■ Exercise details
Every line of the listing below should be written out exactly.

◆ ◆ ◆ ◆ ◆

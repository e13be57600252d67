//! Teams: the unit that owns tasks, agents, inboxes, and dispatch rules.
//!
//! A team is a directory under `teams/` holding its config document and the
//! child collections. Creation and deletion are the only operations that
//! touch the directory itself; everything else mutates documents inside it
//! under the shared team-scope lock.

mod model;
mod ops;

#[cfg(test)]
mod tests;

pub use model::{LEADER_ROLE, Member, Permission, RoleDef, TeamConfig, Topology};
pub(crate) use ops::transact;
pub use ops::{
    NewTeam, check_permission, create_team, delete_team, get_team, join_team, leave_team,
    list_teams,
};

◆ ◆ ◆ ◆ ◆

■ Result
repository e13be57600252d67
//! Teams: the unit that owns tasks, agents, inboxes, and dispatch rules.
//!
//! A team is a directory under `teams/` holding its config document and the
//! child collections. Creation and deletion are the only operations that
//! touch the directory itself; everything else mutates documents inside it
//! under the shared team-scope lock.

mod model;
mod ops;

#[cfg(test)]
mod tests;

pub use model::{LEADER_ROLE, Member, Permission, RoleDef, TeamConfig, Topology};
pub(crate) use ops::transact;
pub use ops::{
    NewTeam, check_permission, create_team, delete_team, get_team, join_team, leave_team,
    list_teams,
};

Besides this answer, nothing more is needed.